Entries shown:
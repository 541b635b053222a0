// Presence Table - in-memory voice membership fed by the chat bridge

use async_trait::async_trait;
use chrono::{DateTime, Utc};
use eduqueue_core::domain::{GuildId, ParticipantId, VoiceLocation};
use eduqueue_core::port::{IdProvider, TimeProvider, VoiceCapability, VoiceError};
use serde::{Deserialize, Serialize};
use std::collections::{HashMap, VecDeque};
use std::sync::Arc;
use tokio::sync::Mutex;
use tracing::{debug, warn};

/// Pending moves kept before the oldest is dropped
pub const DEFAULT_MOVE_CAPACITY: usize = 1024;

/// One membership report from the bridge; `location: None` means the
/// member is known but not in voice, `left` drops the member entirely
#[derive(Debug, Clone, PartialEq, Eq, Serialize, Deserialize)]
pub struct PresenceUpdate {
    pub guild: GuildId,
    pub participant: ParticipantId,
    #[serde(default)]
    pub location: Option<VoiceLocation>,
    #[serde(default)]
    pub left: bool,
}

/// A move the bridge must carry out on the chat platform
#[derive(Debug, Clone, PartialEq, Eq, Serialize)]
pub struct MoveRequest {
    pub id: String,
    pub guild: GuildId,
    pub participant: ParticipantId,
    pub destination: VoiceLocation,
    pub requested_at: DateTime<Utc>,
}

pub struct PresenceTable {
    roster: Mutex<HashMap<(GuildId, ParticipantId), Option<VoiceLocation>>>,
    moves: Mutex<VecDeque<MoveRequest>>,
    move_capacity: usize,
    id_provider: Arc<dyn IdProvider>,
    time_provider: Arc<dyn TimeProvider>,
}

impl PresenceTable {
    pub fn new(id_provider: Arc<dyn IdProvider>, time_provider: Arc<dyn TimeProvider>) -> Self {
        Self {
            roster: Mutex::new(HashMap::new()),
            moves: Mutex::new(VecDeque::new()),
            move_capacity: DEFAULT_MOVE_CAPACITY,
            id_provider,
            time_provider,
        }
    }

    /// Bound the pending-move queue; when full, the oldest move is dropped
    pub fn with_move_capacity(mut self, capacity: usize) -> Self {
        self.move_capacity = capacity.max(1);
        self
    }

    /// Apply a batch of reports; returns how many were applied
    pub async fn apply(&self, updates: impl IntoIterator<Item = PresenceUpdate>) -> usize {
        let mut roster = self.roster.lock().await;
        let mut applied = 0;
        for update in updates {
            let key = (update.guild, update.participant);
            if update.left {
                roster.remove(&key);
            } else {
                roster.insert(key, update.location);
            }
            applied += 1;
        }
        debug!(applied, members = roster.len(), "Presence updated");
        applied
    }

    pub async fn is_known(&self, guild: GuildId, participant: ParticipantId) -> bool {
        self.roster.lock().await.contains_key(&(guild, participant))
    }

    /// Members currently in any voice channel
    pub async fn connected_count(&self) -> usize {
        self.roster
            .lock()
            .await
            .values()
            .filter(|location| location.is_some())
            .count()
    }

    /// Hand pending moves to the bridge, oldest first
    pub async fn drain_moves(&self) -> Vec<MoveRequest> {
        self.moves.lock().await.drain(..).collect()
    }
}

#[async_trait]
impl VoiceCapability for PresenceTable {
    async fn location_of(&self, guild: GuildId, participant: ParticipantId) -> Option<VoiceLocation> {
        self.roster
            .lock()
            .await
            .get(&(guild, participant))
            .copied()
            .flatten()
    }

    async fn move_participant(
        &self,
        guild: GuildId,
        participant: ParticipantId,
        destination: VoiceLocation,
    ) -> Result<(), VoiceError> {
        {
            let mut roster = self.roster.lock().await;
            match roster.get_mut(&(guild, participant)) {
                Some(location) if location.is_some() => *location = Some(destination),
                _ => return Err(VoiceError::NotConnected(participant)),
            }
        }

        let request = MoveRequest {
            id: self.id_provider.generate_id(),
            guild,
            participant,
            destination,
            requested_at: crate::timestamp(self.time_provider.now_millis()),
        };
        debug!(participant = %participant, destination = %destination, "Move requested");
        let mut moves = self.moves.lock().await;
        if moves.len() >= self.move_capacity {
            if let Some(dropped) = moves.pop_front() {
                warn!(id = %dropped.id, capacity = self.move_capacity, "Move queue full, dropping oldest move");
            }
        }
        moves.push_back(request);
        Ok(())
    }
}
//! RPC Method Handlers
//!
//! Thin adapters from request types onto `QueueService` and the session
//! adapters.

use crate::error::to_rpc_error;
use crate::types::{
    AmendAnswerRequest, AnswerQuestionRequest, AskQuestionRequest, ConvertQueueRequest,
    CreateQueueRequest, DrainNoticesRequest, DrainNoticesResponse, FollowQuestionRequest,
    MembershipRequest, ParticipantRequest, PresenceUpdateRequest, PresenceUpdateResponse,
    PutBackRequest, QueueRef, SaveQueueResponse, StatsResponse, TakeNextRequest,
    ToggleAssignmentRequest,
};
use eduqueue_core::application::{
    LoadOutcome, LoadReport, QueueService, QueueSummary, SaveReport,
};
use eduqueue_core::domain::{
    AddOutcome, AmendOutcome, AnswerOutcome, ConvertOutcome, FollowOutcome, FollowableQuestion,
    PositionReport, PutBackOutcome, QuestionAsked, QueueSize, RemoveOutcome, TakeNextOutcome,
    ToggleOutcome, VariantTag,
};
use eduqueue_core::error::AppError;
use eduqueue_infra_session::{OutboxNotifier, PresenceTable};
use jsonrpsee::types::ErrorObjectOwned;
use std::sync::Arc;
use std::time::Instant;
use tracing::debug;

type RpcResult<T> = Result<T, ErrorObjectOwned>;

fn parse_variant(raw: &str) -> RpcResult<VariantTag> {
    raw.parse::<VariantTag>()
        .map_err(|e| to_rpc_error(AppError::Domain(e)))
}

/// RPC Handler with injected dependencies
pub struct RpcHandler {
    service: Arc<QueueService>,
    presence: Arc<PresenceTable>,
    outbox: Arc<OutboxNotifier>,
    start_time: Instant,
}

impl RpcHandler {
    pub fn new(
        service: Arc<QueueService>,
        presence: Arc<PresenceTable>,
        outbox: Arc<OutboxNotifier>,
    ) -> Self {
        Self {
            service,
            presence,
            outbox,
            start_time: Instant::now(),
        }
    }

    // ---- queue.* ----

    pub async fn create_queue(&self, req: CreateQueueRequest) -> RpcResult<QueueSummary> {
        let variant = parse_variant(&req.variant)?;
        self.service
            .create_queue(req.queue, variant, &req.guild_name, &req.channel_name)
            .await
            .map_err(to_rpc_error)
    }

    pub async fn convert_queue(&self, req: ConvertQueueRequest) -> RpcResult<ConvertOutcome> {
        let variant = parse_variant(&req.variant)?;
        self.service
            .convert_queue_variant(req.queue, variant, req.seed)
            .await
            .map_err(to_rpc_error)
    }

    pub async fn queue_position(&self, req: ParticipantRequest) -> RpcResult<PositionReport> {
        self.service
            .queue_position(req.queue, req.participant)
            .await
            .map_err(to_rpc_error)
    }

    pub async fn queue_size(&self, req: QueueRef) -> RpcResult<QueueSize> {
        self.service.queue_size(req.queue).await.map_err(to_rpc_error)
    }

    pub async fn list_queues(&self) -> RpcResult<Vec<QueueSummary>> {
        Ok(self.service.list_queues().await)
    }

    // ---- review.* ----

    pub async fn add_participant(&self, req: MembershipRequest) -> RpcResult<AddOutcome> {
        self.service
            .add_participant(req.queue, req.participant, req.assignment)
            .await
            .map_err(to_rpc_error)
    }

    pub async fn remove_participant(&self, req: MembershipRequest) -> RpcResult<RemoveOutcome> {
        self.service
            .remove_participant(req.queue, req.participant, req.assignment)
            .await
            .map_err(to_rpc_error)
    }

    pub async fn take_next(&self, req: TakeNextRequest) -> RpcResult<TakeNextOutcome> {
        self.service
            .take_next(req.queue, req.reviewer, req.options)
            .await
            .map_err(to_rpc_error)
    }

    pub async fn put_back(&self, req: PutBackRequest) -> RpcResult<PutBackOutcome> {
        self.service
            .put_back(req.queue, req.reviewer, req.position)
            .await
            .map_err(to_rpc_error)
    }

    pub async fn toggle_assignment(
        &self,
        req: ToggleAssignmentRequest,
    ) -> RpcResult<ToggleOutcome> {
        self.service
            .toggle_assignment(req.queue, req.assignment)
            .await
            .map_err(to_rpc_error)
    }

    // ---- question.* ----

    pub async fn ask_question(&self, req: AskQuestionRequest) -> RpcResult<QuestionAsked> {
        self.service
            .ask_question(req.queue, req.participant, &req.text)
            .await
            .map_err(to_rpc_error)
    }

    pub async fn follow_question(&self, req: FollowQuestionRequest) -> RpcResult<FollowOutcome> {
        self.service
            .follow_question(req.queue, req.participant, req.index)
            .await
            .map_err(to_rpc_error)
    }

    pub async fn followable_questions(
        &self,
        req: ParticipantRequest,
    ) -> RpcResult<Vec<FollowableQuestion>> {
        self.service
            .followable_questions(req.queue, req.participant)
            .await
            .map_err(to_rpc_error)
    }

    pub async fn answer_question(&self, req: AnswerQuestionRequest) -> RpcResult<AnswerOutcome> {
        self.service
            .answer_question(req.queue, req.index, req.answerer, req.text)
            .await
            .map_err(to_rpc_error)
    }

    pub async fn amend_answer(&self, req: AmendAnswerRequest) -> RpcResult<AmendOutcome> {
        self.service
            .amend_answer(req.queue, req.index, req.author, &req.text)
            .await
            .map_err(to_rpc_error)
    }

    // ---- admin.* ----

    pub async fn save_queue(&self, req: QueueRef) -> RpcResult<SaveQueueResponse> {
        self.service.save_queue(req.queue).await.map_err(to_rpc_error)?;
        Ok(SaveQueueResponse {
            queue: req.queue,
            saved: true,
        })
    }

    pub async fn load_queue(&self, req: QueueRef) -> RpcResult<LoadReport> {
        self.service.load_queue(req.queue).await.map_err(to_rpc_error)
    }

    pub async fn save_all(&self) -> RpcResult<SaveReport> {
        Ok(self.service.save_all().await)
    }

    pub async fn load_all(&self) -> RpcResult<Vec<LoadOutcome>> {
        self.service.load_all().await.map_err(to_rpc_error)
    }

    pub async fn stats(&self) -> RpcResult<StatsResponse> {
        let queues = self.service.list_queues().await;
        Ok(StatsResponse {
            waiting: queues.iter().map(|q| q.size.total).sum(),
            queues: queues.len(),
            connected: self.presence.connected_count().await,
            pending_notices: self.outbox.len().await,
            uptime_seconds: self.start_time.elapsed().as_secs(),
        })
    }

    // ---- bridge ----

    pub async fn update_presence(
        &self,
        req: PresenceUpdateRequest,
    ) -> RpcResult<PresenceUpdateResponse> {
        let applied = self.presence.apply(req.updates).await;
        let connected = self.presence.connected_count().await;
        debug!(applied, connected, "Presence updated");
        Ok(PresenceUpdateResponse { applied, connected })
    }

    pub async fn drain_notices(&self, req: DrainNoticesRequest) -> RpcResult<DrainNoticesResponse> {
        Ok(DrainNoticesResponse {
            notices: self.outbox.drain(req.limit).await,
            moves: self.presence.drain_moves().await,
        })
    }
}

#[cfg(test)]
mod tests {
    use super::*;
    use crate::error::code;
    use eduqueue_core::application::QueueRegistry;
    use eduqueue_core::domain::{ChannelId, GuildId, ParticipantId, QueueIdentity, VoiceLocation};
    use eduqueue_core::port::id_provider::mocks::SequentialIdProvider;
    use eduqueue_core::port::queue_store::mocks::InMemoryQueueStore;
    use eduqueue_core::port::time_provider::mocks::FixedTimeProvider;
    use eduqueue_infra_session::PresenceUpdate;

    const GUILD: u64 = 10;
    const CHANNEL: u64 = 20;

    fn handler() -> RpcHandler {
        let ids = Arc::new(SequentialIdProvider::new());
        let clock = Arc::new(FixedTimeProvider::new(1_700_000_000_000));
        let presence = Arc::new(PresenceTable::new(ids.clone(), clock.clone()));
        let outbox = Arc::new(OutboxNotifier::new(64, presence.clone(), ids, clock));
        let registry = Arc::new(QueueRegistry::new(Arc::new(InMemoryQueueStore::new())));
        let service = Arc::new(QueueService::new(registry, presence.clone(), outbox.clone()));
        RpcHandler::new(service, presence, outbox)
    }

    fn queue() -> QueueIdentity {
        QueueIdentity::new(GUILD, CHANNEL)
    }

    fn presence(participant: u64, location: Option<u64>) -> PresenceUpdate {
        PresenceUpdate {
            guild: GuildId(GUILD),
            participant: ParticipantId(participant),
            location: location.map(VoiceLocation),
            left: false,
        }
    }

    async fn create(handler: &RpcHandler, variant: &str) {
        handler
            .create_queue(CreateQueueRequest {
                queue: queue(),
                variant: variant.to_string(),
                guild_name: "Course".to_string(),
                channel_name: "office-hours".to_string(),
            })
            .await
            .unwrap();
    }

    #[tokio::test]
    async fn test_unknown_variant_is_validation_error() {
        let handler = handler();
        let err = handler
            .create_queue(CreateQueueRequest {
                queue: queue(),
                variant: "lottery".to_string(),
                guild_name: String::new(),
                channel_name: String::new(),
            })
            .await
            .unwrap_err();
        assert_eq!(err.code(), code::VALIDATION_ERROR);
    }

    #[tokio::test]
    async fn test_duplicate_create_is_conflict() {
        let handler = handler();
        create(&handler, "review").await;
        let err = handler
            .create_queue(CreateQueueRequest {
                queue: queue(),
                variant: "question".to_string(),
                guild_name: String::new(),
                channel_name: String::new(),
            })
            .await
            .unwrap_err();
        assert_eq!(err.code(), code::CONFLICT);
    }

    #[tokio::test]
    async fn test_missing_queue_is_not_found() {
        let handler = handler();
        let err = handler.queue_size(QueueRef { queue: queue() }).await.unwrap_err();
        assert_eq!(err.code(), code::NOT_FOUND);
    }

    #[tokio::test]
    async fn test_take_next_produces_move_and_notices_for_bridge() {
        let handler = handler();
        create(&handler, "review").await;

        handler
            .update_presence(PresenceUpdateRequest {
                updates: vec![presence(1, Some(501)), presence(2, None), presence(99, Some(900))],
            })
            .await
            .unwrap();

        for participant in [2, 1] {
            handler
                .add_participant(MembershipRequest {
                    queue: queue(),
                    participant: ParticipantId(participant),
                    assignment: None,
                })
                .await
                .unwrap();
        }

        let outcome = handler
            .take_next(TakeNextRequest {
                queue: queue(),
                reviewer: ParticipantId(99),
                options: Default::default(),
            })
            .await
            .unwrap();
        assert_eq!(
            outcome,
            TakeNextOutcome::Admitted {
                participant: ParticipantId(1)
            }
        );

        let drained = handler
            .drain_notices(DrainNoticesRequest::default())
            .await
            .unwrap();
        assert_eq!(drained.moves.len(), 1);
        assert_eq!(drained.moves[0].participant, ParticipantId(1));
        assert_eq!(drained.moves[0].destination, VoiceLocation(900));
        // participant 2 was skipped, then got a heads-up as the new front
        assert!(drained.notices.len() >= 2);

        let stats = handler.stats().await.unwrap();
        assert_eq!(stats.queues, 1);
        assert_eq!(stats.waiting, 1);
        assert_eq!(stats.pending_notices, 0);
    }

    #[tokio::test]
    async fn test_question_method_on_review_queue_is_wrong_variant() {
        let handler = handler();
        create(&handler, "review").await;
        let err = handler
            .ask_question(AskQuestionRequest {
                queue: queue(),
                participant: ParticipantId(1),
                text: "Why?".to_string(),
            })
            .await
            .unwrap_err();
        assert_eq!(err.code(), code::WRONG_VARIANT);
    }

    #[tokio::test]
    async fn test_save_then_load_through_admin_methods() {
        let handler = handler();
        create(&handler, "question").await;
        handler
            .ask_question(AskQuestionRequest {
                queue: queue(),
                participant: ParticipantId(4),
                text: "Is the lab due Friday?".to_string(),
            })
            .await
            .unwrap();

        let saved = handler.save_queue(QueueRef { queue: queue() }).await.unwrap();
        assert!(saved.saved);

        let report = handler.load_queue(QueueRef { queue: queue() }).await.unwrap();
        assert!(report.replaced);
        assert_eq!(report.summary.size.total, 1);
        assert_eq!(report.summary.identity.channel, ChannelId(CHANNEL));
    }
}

Assigned task: Report back each line of the entries that holds the string "impl".

Answer section:
impl PresenceTable {
    pub async fn apply(&self, updates: impl IntoIterator<Item = PresenceUpdate>) -> usize {
impl VoiceCapability for PresenceTable {
impl RpcHandler {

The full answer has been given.